I tinkered with this recipe until I got something I liked. It's sort of a marriage between the more traditional Kung Pao with the Szechuan peppercorns and the Westernized version with its celery and roasted peanuts (traditional calls for frying raw peanuts, which are hard to find). I find this recipe has a nice balance of spicy and salty with just a touch of sweet. It's also far less oily than what you might get in a restaurant.
Kung Pao Chicken
2 tsp. cornstarch
1 tbsp. dry sherry
1 tsp. low-sodium soy sauce or tamari
1 lb. boneless-skinless chicken breasts, cut into 3/4-inch cubes
2 tbsp. vegetable oil
2 celery ribs, cut into 1/8-inch thick diagonal slices
3 garlic cloves, minced
6 scallions, white parts chopped, green parts separated and chopped on a diagonal
Generous pinch (or more to make it hotter) red chili pepper flakes
1 tsp. szechuan peppercorns, black seeds removed
1/2 cup roasted peanuts
1 tbsp. cornstarch
1 tbsp. dry sherry
1 tbsp. rice vinegar
3 tbsp. low-sodium soy sauce or tamari
1 tsp. sugar
3 tbsp. water
1 tsp. toasted sesame oil
Cooked jasmine rice (see recipe for perfect white rice, you can use jasmine or long-grain white)
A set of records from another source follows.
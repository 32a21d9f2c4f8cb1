//! Action dispatch: symbolic action names over a JSON parameter bag
//!
//! The contract the hosting system depends on: every call answers with an
//! [`ActionResult`], whether the action succeeded, failed in transport, or
//! was malformed. Unknown actions and missing parameters are reported as
//! failed envelopes here at the boundary; nothing panics on bad input.

use crate::config::EngineConfig;
use crate::dns::DnsResolver;
use crate::http::{HttpExecutor, RequestOptions};
use crate::ping::PingProber;
use crate::result::ActionResult;
use crate::scanner::PortScanner;
use serde_json::Value;
use std::collections::HashMap;

/// Every action name the engine recognizes, verbatim
pub const ACTIONS: [&str; 11] = [
    "http_request",
    "get_request",
    "post_request",
    "put_request",
    "delete_request",
    "patch_request",
    "resolve_dns",
    "get_dns_records",
    "ping_host",
    "scan_port",
    "scan_ports_range",
];

/// The engine behind the dispatcher: owns one instance of each component.
/// The DNS cache inside lives as long as the engine does.
pub struct NetworkEngine {
    http: HttpExecutor,
    dns: DnsResolver,
    ping: PingProber,
    scanner: PortScanner,
}

impl Default for NetworkEngine {
    fn default() -> Self {
        let config = EngineConfig::default();
        Self {
            http: HttpExecutor::new(&config),
            dns: DnsResolver::new(&config),
            ping: PingProber::new(&config),
            scanner: PortScanner::new(&config),
        }
    }
}

impl NetworkEngine {
    /// Create an engine from a validated configuration
    pub fn new(config: EngineConfig) -> crate::Result<Self> {
        config.validate()?;
        Ok(Self {
            http: HttpExecutor::new(&config),
            dns: DnsResolver::new(&config),
            ping: PingProber::new(&config),
            scanner: PortScanner::new(&config),
        })
    }

    /// Action names this engine can dispatch
    pub fn actions() -> &'static [&'static str] {
        &ACTIONS
    }

    /// The DNS resolver (and through it the cache), for direct use
    pub fn dns(&self) -> &DnsResolver {
        &self.dns
    }

    /// Dispatch one action against a JSON parameter bag.
    pub async fn execute(&self, action: &str, params: &Value) -> ActionResult {
        log::debug!("dispatching action {action}");

        match action {
            "http_request" => {
                let method = str_param(params, "method").unwrap_or_else(|| "GET".to_string());
                self.http_action(params, method).await
            }
            "get_request" => self.http_action(params, "GET".to_string()).await,
            "post_request" => self.http_action(params, "POST".to_string()).await,
            "put_request" => self.http_action(params, "PUT".to_string()).await,
            "delete_request" => self.http_action(params, "DELETE".to_string()).await,
            "patch_request" => self.http_action(params, "PATCH".to_string()).await,
            "resolve_dns" => {
                let hostname = match require_str(params, "hostname") {
                    Ok(hostname) => hostname,
                    Err(result) => return result,
                };
                let record_type =
                    str_param(params, "record_type").unwrap_or_else(|| "A".to_string());
                self.dns.resolve(&hostname, &record_type).await
            }
            "get_dns_records" => {
                let hostname = match require_str(params, "hostname") {
                    Ok(hostname) => hostname,
                    Err(result) => return result,
                };
                self.dns.get_all_records(&hostname).await
            }
            "ping_host" => {
                let host = match require_str(params, "host") {
                    Ok(host) => host,
                    Err(result) => return result,
                };
                let count = u64_param(params, "count").unwrap_or(4).min(u32::MAX as u64) as u32;
                let timeout = f64_param(params, "timeout").unwrap_or(5.0);
                self.ping.ping(&host, count, timeout).await
            }
            "scan_port" => {
                let host = match require_str(params, "host") {
                    Ok(host) => host,
                    Err(result) => return result,
                };
                let port = match require_port(params, "port") {
                    Ok(port) => port,
                    Err(result) => return result,
                };
                let timeout = f64_param(params, "timeout").unwrap_or(3.0);
                self.scanner.scan_port(&host, port, timeout).await
            }
            "scan_ports_range" => {
                let host = match require_str(params, "host") {
                    Ok(host) => host,
                    Err(result) => return result,
                };
                let start_port = match port_param(params, "start_port", 1) {
                    Ok(port) => port,
                    Err(result) => return result,
                };
                let end_port = match port_param(params, "end_port", 1000) {
                    Ok(port) => port,
                    Err(result) => return result,
                };
                let timeout = f64_param(params, "timeout").unwrap_or(1.0);
                self.scanner
                    .scan_ports_range(&host, start_port, end_port, timeout)
                    .await
            }
            unknown => ActionResult::failure(format!("unknown action: {unknown}")),
        }
    }

    async fn http_action(&self, params: &Value, method: String) -> ActionResult {
        let url = match require_str(params, "url") {
            Ok(url) => url,
            Err(result) => return result,
        };

        let opts = RequestOptions {
            method,
            headers: string_map_param(params, "headers"),
            body: params.get("data").filter(|v| !v.is_null()).cloned(),
            params: string_map_param(params, "params"),
            timeout: f64_param(params, "timeout"),
            follow_redirects: bool_param(params, "follow_redirects").unwrap_or(true),
            verify_tls: bool_param(params, "verify_ssl").unwrap_or(true),
        };

        self.http.execute(&url, opts).await
    }
}

fn str_param(params: &Value, key: &str) -> Option<String> {
    params
        .get(key)
        .and_then(Value::as_str)
        .map(|s| s.to_string())
}

fn require_str(params: &Value, key: &str) -> Result<String, ActionResult> {
    str_param(params, key)
        .filter(|s| !s.trim().is_empty())
        .ok_or_else(|| ActionResult::failure(format!("missing required parameter: {key}")))
}

fn u64_param(params: &Value, key: &str) -> Option<u64> {
    params.get(key).and_then(Value::as_u64)
}

fn f64_param(params: &Value, key: &str) -> Option<f64> {
    params.get(key).and_then(Value::as_f64)
}

fn bool_param(params: &Value, key: &str) -> Option<bool> {
    params.get(key).and_then(Value::as_bool)
}

fn require_port(params: &Value, key: &str) -> Result<u16, ActionResult> {
    let value = params
        .get(key)
        .and_then(Value::as_u64)
        .ok_or_else(|| ActionResult::failure(format!("missing required parameter: {key}")))?;
    u16::try_from(value)
        .ok()
        .filter(|p| *p > 0)
        .ok_or_else(|| ActionResult::failure(format!("{key} must be between 1 and 65535")))
}

fn port_param(params: &Value, key: &str, default: u16) -> Result<u16, ActionResult> {
    match params.get(key) {
        None | Some(Value::Null) => Ok(default),
        Some(value) => value
            .as_u64()
            .and_then(|v| u16::try_from(v).ok())
            .filter(|p| *p > 0)
            .ok_or_else(|| ActionResult::failure(format!("{key} must be between 1 and 65535"))),
    }
}

fn string_map_param(params: &Value, key: &str) -> Option<HashMap<String, String>> {
    params.get(key).and_then(Value::as_object).map(|obj| {
        obj.iter()
            .map(|(k, v)| {
                let value = match v {
                    Value::String(s) => s.clone(),
                    other => other.to_string(),
                };
                (k.clone(), value)
            })
            .collect()
    })
}

#[cfg(test)]
mod tests {
    use super::*;
    use serde_json::json;

    #[tokio::test]
    async fn test_unknown_action_names_it_verbatim() {
        let engine = NetworkEngine::default();
        let result = engine.execute("nonexistent_action", &Value::Null).await;
        assert!(!result.success);
        assert!(result.error.unwrap().contains("nonexistent_action"));
    }

    #[tokio::test]
    async fn test_missing_required_parameter() {
        let engine = NetworkEngine::default();

        let result = engine.execute("scan_port", &json!({"host": "127.0.0.1"})).await;
        assert!(!result.success);
        assert!(result.error.unwrap().contains("port"));

        let result = engine.execute("resolve_dns", &json!({})).await;
        assert!(!result.success);
        assert!(result.error.unwrap().contains("hostname"));

        let result = engine.execute("get_request", &Value::Null).await;
        assert!(!result.success);
        assert!(result.error.unwrap().contains("url"));
    }

    #[tokio::test]
    async fn test_port_out_of_range_rejected() {
        let engine = NetworkEngine::default();
        let result = engine
            .execute("scan_port", &json!({"host": "127.0.0.1", "port": 70000}))
            .await;
        assert!(!result.success);
        assert!(result.error.unwrap().contains("65535"));
    }

    #[test]
    fn test_action_table_is_complete() {
        assert_eq!(NetworkEngine::actions().len(), 11);
        assert!(NetworkEngine::actions().contains(&"scan_ports_range"));
    }

    #[test]
    fn test_string_map_param_stringifies_values() {
        let params = json!({"headers": {"X-Retries": 3, "Accept": "text/plain"}});
        let map = string_map_param(&params, "headers").unwrap();
        assert_eq!(map["X-Retries"], "3");
        assert_eq!(map["Accept"], "text/plain");
    }
}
1. Marinade: whisk together the cornstarch, dry sherry and soy sauce in a small bowl. Add the cubed raw chicken to a medium bowl. Pour the marinade over the chicken and stir to coat. Set aside while you prep and cook other ingredients.
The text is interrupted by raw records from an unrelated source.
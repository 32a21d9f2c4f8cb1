//! Host reachability probing via the platform ping utility
//!
//! The child process is spawned on a blocking worker so its wait never
//! stalls the async scheduler. Success is defined by the process exit
//! code alone: a run with partial packet loss but exit code 0 still
//! reports `success=true`. Statistics extraction is a pure function over
//! the captured output; lines the parser does not recognize leave the
//! numeric fields at their defaults without failing the call.

use crate::config::EngineConfig;
use crate::result::ActionResult;
use once_cell::sync::Lazy;
use regex::Regex;
use serde_json::json;
use std::io::Read;
use std::process::{Command, ExitStatus, Stdio};
use std::time::{Duration, Instant};

const RAW_OUTPUT_LIMIT: usize = 2000;

static LOSS_RE: Lazy<Regex> =
    Lazy::new(|| Regex::new(r"([\d.]+)\s*%\s*(?:packet\s+)?loss").unwrap());

// Linux: "rtt min/avg/max/mdev = 0.040/0.052/0.063/0.011 ms"
// macOS: "round-trip min/avg/max/stddev = 0.049/0.063/0.077/0.014 ms"
static RTT_RE: Lazy<Regex> = Lazy::new(|| {
    Regex::new(r"(?:rtt|round-trip)\s+min/avg/max(?:/(?:mdev|stddev))?\s*=\s*([\d.]+)/([\d.]+)/([\d.]+)")
        .unwrap()
});

// Windows: "Minimum = 1ms, Maximum = 4ms, Average = 2ms"
static WIN_RTT_RE: Lazy<Regex> = Lazy::new(|| {
    Regex::new(r"Minimum\s*=\s*([\d.]+)ms,\s*Maximum\s*=\s*([\d.]+)ms,\s*Average\s*=\s*([\d.]+)ms")
        .unwrap()
});

/// Round-trip and loss figures scraped from ping output
#[derive(Debug, Clone, Default, PartialEq)]
pub struct PingStatistics {
    pub packet_loss_pct: f64,
    pub rtt_min_ms: f64,
    pub rtt_avg_ms: f64,
    pub rtt_max_ms: f64,
}

/// Probes host reachability through the platform ping binary
#[derive(Debug, Clone)]
pub struct PingProber {
    grace: Duration,
}

impl PingProber {
    pub fn new(config: &EngineConfig) -> Self {
        Self {
            grace: Duration::from_secs(config.ping_grace_secs),
        }
    }

    /// Ping a host `count` times with a per-packet timeout in seconds.
    /// The overall wait is bounded by `count * timeout + grace`.
    pub async fn ping(&self, host: &str, count: u32, timeout_per_packet: f64) -> ActionResult {
        let host = host.trim().to_string();
        if host.is_empty() {
            return ActionResult::failure("host must not be empty");
        }
        if count == 0 {
            return ActionResult::failure("count must be at least 1");
        }

        let overall = match crate::config::duration_from_secs(timeout_per_packet * count as f64) {
            Ok(wait) => wait.saturating_add(self.grace),
            Err(e) => return ActionResult::failure(e.to_string()),
        };
        let args = ping_args(&host, count, timeout_per_packet);

        log::debug!("ping {} (count={count}, timeout={timeout_per_packet}s)", host);

        // The process wait is blocking; keep it off the async scheduler.
        let handle = tokio::task::spawn_blocking(move || run_ping("ping", &args, overall));

        let run = match handle.await {
            Ok(Ok(run)) => run,
            Ok(Err(e)) => {
                return ActionResult::failure(format!("failed to run ping: {e}"));
            }
            Err(e) => {
                return ActionResult::failure(format!("ping worker failed: {e}"));
            }
        };

        let stats = parse_ping_output(&run.stdout);
        let exit_code = run.status.and_then(|s| s.code());

        let mut raw = run.stdout;
        if !run.stderr.trim().is_empty() {
            raw.push('\n');
            raw.push_str(run.stderr.trim());
        }
        if raw.len() > RAW_OUTPUT_LIMIT {
            let mut cut = RAW_OUTPUT_LIMIT;
            while !raw.is_char_boundary(cut) {
                cut -= 1;
            }
            raw.truncate(cut);
        }

        let data = json!({
            "host": host,
            "packets_sent": count,
            "packet_loss_pct": stats.packet_loss_pct,
            "rtt_min_ms": stats.rtt_min_ms,
            "rtt_avg_ms": stats.rtt_avg_ms,
            "rtt_max_ms": stats.rtt_max_ms,
            "exit_code": exit_code,
            "raw_output": raw,
        });

        // Success tracks the exit code only, not the reported loss.
        match run.status {
            Some(status) if status.success() => ActionResult::ok(data),
            Some(_) => {
                let mut result = ActionResult::failure(format!(
                    "ping of {host} exited with status {}",
                    exit_code.map_or_else(|| "signal".to_string(), |c| c.to_string())
                ));
                result.data = data;
                result
            }
            None => {
                let mut result = ActionResult::failure(format!(
                    "ping of {host} exceeded the {}s wait bound and was killed",
                    overall.as_secs()
                ));
                result.data = data;
                result
            }
        }
    }
}

struct PingRun {
    /// None when the wait bound elapsed and the child was killed
    status: Option<ExitStatus>,
    stdout: String,
    stderr: String,
}

/// Spawn the ping binary and wait for it with a deadline. On the deadline
/// the child is killed and reaped rather than abandoned; whatever output
/// it buffered is still collected. Runs on a blocking worker thread.
fn run_ping(program: &str, args: &[String], deadline: Duration) -> std::io::Result<PingRun> {
    let mut child = Command::new(program)
        .args(args)
        .stdout(Stdio::piped())
        .stderr(Stdio::piped())
        .spawn()?;

    let started = Instant::now();
    let status = loop {
        if let Some(status) = child.try_wait()? {
            break Some(status);
        }
        if started.elapsed() >= deadline {
            let _ = child.kill();
            let _ = child.wait();
            break None;
        }
        std::thread::sleep(Duration::from_millis(50));
    };

    let mut stdout = String::new();
    if let Some(mut pipe) = child.stdout.take() {
        let _ = pipe.read_to_string(&mut stdout);
    }
    let mut stderr = String::new();
    if let Some(mut pipe) = child.stderr.take() {
        let _ = pipe.read_to_string(&mut stderr);
    }

    Ok(PingRun {
        status,
        stdout,
        stderr,
    })
}

/// OS-specific ping argument syntax. `packets_sent` in the result echoes
/// the requested count, so the count flag is authoritative here.
fn ping_args(host: &str, count: u32, timeout_per_packet: f64) -> Vec<String> {
    if cfg!(target_os = "windows") {
        let timeout_ms = (timeout_per_packet * 1000.0).max(1.0) as u64;
        vec![
            "-n".to_string(),
            count.to_string(),
            "-w".to_string(),
            timeout_ms.to_string(),
            host.to_string(),
        ]
    } else {
        let timeout_secs = (timeout_per_packet.ceil() as u64).max(1);
        vec![
            "-c".to_string(),
            count.to_string(),
            "-W".to_string(),
            timeout_secs.to_string(),
            host.to_string(),
        ]
    }
}

/// Extract loss and RTT statistics from captured ping output.
/// Unrecognized output leaves the defaults in place.
pub fn parse_ping_output(output: &str) -> PingStatistics {
    let mut stats = PingStatistics::default();

    if let Some(caps) = LOSS_RE.captures(output) {
        if let Ok(loss) = caps[1].parse::<f64>() {
            stats.packet_loss_pct = loss;
        }
    }

    if let Some(caps) = RTT_RE.captures(output) {
        stats.rtt_min_ms = caps[1].parse().unwrap_or(0.0);
        stats.rtt_avg_ms = caps[2].parse().unwrap_or(0.0);
        stats.rtt_max_ms = caps[3].parse().unwrap_or(0.0);
    } else if let Some(caps) = WIN_RTT_RE.captures(output) {
        stats.rtt_min_ms = caps[1].parse().unwrap_or(0.0);
        stats.rtt_max_ms = caps[2].parse().unwrap_or(0.0);
        stats.rtt_avg_ms = caps[3].parse().unwrap_or(0.0);
    }

    stats
}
2. Heat 1 tbsp. vegetable oil in a large skillet over medium-high heat until hot. Add the celery and stir-fry for 2-3 minutes. Remove from pan. Add the remaining tbsp. of oil. Add the marinated chicken. Let it it sit for a minute to brown, the stir fry until the chicken is cooked through, about 5 minutes. Remove from pan, leaving the drippings behind.
3. Reduce heat under the pan to medium. Add the garlic, white-part of the scallions, red chili pepper flakes, szechuan peppercorns and peanuts. Stir to coat with the remaining oil and cook until the garlic is fragrant but not browned, about a minute.
4. Whisk together the sauce ingredients in a liquid measuring cup then pour into the pan. Once it starts to bubble, add back the stir-fried celery and chicken and stir to coat the other ingredients. Turn off the heat. Serve over cooked jasmine rice with a sprinkle of the green scallions.